Welcome! Here are the website rules, as well as some tips for using this forum.
Need to contact us? Visit https://heatinghelp.com/contact-us/.
Click here to Find a Contractor in your area.

Garden hose for natural gas???

egansen
egansen Member Posts: 31
I bought this crucible furnace at a sale this weekend and noticed that the owner had used a garden hose to connect the furnace to the black iron pipe in his shop. There was a smaller oven with the same female coupling on it as well. Yikes! When I install it in my shop it will get plumbed with black iron pipe.
Jean-David Beyer

Comments

  • Jamie Hall
    Jamie Hall Member Posts: 24,878
    What is it that @Steamhead always says?...
    Br. Jamie, osb
    Building superintendent/caretaker, 7200 sq. ft. historic house museum with dependencies in New England
  • JUGHNE
    JUGHNE Member Posts: 11,279
    A 1980's story from the gas company employees; for disconnect of non payment they would remove the meter and the regulator leaving just the stubs out of the ground in the alley.
    Someone wanted to bootleg some free NG. They used rubber radiator hose to connect the two pipe together and light the furnace off.
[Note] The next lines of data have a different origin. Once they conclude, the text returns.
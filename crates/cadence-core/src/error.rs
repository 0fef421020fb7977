//! Error types for the sequencing engine

use cadence_voice::{DecodeError, PlaybackError, SynthesisError};
use thiserror::Error;

#[derive(Error, Debug)]
pub enum SequenceError {
    /// The only unrecoverable input: a run needs at least one step.
    #[error("Cannot start a sequence with no steps")]
    EmptySequence,

    #[error("Invalid sequence settings: {0}")]
    InvalidSettings(String),

    #[error("Sequence has exited")]
    Exited,

    #[error(transparent)]
    Synthesis(#[from] SynthesisError),

    #[error(transparent)]
    Decode(#[from] DecodeError),

    #[error(transparent)]
    Playback(#[from] PlaybackError),
}
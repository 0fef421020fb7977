//! Run state, observable snapshots and events.

use crate::tick::TickHandle;
use cadence_voice::StopHandle;
use std::fmt;

/// Phase of the sequencing state machine.
#[derive(Debug, Clone, Copy, PartialEq, Eq, Hash)]
pub enum Phase {
    PreparingAudio,
    Announcing,
    Countdown,
    Buffer,
    CompletionAnnouncement,
    Completed,
}

impl Phase {
    pub fn as_str(self) -> &'static str {
        match self {
            Phase::PreparingAudio => "preparing",
            Phase::Announcing => "announcing",
            Phase::Countdown => "countdown",
            Phase::Buffer => "buffer",
            Phase::CompletionAnnouncement => "completion",
            Phase::Completed => "completed",
        }
    }

    /// Phases driven by a running tick, the only ones that can pause.
    pub fn is_timed(self) -> bool {
        matches!(self, Phase::Countdown | Phase::Buffer)
    }
}

impl fmt::Display for Phase {
    fn fmt(&self, f: &mut fmt::Formatter<'_>) -> fmt::Result {
        f.write_str(self.as_str())
    }
}

/// Events emitted by the sequence controller
#[derive(Debug, Clone, PartialEq)]
pub enum SequenceEvent {
    /// Entered a new phase. During `Buffer`, `index` is the upcoming step.
    PhaseChanged { index: usize, phase: Phase },

    /// One second elapsed in `Countdown` or `Buffer`
    Tick { index: usize, remaining: u32 },

    Paused { remaining: u32 },

    Resumed { remaining: u32 },

    /// User abandoned `phase` at `index`
    Skipped { index: usize, phase: Phase },

    /// Transient, auto-expiring message (e.g. announcement unavailable)
    Notice { message: String },

    NoticeCleared,

    /// Run torn down; nothing further is emitted
    Exited,
}

/// Point-in-time view of the run for the presentation layer.
#[derive(Debug, Clone, PartialEq)]
pub struct RunSnapshot {
    pub index: usize,
    pub step_count: usize,
    /// `None` once the index reaches the completion sentinel.
    pub step_name: Option<String>,
    pub phase: Phase,
    pub remaining_seconds: u32,
    pub paused: bool,
    pub generation: u64,
    pub notice: Option<String>,
    pub exited: bool,
}

/// Mutable run state, owned by the controller.
pub(crate) struct RunState {
    pub current_index: usize,
    pub phase: Phase,
    pub remaining_seconds: u32,
    pub paused: bool,
    pub generation: u64,
    pub notice: Option<String>,
    pub notice_seq: u64,
    pub active_playback: Option<StopHandle>,
    pub active_tick: Option<TickHandle>,
    pub exited: bool,
}

impl RunState {
    pub fn new() -> Self {
        Self {
            current_index: 0,
            phase: Phase::PreparingAudio,
            remaining_seconds: 0,
            paused: false,
            generation: 0,
            notice: None,
            notice_seq: 0,
            active_playback: None,
            active_tick: None,
            exited: false,
        }
    }

    /// Whether work started under `generation` may still touch the state.
    pub fn is_live(&self, generation: u64) -> bool {
        !self.exited && self.generation == generation
    }

    /// Stop the active playback and tick, if any.
    pub fn release_active(&mut self) {
        if let Some(stop) = self.active_playback.take() {
            stop.stop();
        }
        if let Some(tick) = self.active_tick.take() {
            tick.cancel();
        }
    }
}
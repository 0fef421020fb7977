//! Steps and per-run settings.

use crate::error::SequenceError;
use cadence_voice::AlarmSound;
use serde::{Deserialize, Serialize};
use uuid::Uuid;

/// One named, timed unit of work.
#[derive(Debug, Clone, PartialEq, Eq, Serialize, Deserialize)]
#[serde(rename_all = "camelCase")]
pub struct Step {
    pub id: Uuid,
    pub name: String,
    pub duration_seconds: u32,
}

impl Step {
    pub fn new(name: impl Into<String>, duration_seconds: u32) -> Self {
        Self {
            id: Uuid::new_v4(),
            name: name.into(),
            duration_seconds,
        }
    }
}

fn default_voice_volume() -> f32 {
    1.0
}

/// Read-only settings for one run.
#[derive(Debug, Clone, PartialEq, Serialize, Deserialize)]
#[serde(rename_all = "camelCase")]
pub struct SequenceSettings {
    pub alarm_sound: AlarmSound,
    /// 0.0..=1.0
    pub alarm_volume: f32,
    /// Rest inserted between steps; 0 disables the buffer phase.
    pub buffer_seconds: u32,
    /// Announcement playback volume, 0.0..=1.0.
    #[serde(default = "default_voice_volume")]
    pub voice_volume: f32,
}

impl Default for SequenceSettings {
    fn default() -> Self {
        Self {
            alarm_sound: AlarmSound::Bell,
            alarm_volume: 0.8,
            buffer_seconds: 0,
            voice_volume: default_voice_volume(),
        }
    }
}

impl SequenceSettings {
    pub fn validate(&self) -> Result<(), SequenceError> {
        for (field, value) in [
            ("alarmVolume", self.alarm_volume),
            ("voiceVolume", self.voice_volume),
        ] {
            if !(0.0..=1.0).contains(&value) {
                return Err(SequenceError::InvalidSettings(format!(
                    "{} must be between 0 and 1, got {}",
                    field, value
                )));
            }
        }
        Ok(())
    }
}
//! Exponential backoff with a per-attempt timeout for speech service calls.

use crate::error::AttemptTimedOut;
use std::fmt::Display;
use std::future::Future;
use std::time::Duration;
use tracing::warn;

/// Attempt budget for one logical service call.
#[derive(Debug, Clone, Copy, PartialEq, Eq)]
pub struct RetryPolicy {
    /// Total attempts, including the first.
    pub max_attempts: u32,
    /// Time limit for each individual attempt.
    pub attempt_timeout: Duration,
    /// Delay after the first failure; doubles after each further failure.
    pub initial_backoff: Duration,
}

impl RetryPolicy {
    /// Announcement synthesis: 3 attempts, 60 s each, 1 s then 2 s backoff.
    pub const SYNTHESIS: Self = Self {
        max_attempts: 3,
        attempt_timeout: Duration::from_secs(60),
        initial_backoff: Duration::from_secs(1),
    };

    /// Step-name transcription: 2 attempts, 15 s each, 500 ms backoff.
    pub const TRANSCRIPTION: Self = Self {
        max_attempts: 2,
        attempt_timeout: Duration::from_secs(15),
        initial_backoff: Duration::from_millis(500),
    };

    /// Delay after the given failed attempt (1-indexed).
    pub fn backoff_after(&self, attempt: u32) -> Duration {
        let exp = attempt.saturating_sub(1).min(16);
        self.initial_backoff.saturating_mul(1u32 << exp)
    }
}

/// Every attempt failed; `last` is the final attempt's error.
#[derive(Debug)]
pub struct Exhausted<E> {
    pub attempts: u32,
    pub last: E,
}

/// Run `op` until it succeeds or the policy's attempts are used up.
///
/// `op` receives the 1-indexed attempt number. An attempt that exceeds
/// `attempt_timeout` fails with `E::from(AttemptTimedOut)`.
pub async fn retry_with_backoff<T, E, F, Fut>(
    policy: &RetryPolicy,
    label: &str,
    mut op: F,
) -> Result<T, Exhausted<E>>
where
    F: FnMut(u32) -> Fut,
    Fut: Future<Output = Result<T, E>>,
    E: From<AttemptTimedOut> + Display,
{
    let max_attempts = policy.max_attempts.max(1);
    let mut attempt = 1;
    loop {
        let result = match tokio::time::timeout(policy.attempt_timeout, op(attempt)).await {
            Ok(result) => result,
            Err(_) => Err(E::from(AttemptTimedOut(policy.attempt_timeout))),
        };
        match result {
            Ok(value) => return Ok(value),
            Err(e) if attempt >= max_attempts => {
                warn!(label, attempt, error = %e, "giving up");
                return Err(Exhausted { attempts: attempt, last: e });
            }
            Err(e) => {
                let delay = policy.backoff_after(attempt);
                warn!(label, attempt, ?delay, error = %e, "attempt failed, retrying");
                tokio::time::sleep(delay).await;
                attempt += 1;
            }
        }
    }
}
The house boomed and burned.
    The rubber hose was not the real problem but the lack of the pounds to ounces regulator.
    Since that incident the company would leave the regulator in place if they pulled the meter. Never heard if they had any liability in that event...today they probably would.
    Now they install a locking cap over the incoming pressure line.
  • Zman
    Zman Member Posts: 7,611
    Well, it's all perspective.
    For the US that would be extremely dangerous.
    Compared to some countries, heck it's only 1/4 psi :D
    https://gizmodo.com/chinese-villages-use-giant-balloons-to-steal-natural-ga-5889094
    "If you can't explain it simply, you don't understand it well enough"
    Albert Einstein
  • jumper
    jumper Member Posts: 2,385
    I think that in fifties I often saw stoves with what I presume was pieces of hose. And in those days Toronto had sour NG. Did plumbers carry satisfactory tubing that looked like ordinary lawn hose?
  • Intplm.
    Intplm. Member Posts: 2,200
    Zman said:

    Well, it's all perspective.
    For the US that would be extremely dangerous.
    Compared to some countries, heck it's only 1/4 psi :D
    https://gizmodo.com/chinese-villages-use-giant-balloons-to-steal-natural-ga-5889094

    Now that's a gas bag !
  • mattmia2
    mattmia2 Member Posts: 10,955
    Probably not as terrible as you think but not the brightest ideas either.
  • Alan Welch
    Alan Welch Member Posts: 270
    Yeah, they could have used a soaker hose.
    SlamDunkIntplm.Jean-David Beyer
  • Very funny!—NBC
  • nibs
    nibs Member Posts: 516
    Me dear old dad told me he used to see cars with rubber bladders inflated with coal gas tied onto the roof or in the boot (trunk) of cars, during ww2 in England, gas was not restricted, but you had to have coupons to get petrol. Bet there were some that popped, and one can imagine that garden hoses were handy for fillups.
    Zman
  • HammerHead
    HammerHead Member Posts: 7
    Back in the day I worked on a farm that had free lease gas from the farm wells and we used old garden hoses to run all the gas throughout the greenhouses for the open flame heaters. We had a leak once in a while but nothing ever exploded.
  • GroundUp
    GroundUp Member Posts: 2,124
    If you think about it, they've been using rubber fuel lines in gasoline powered automobiles for decades at higher pressures than NG will ever reach. Most new underground NG is run in PE with stab fittings. This isn't really that crazy.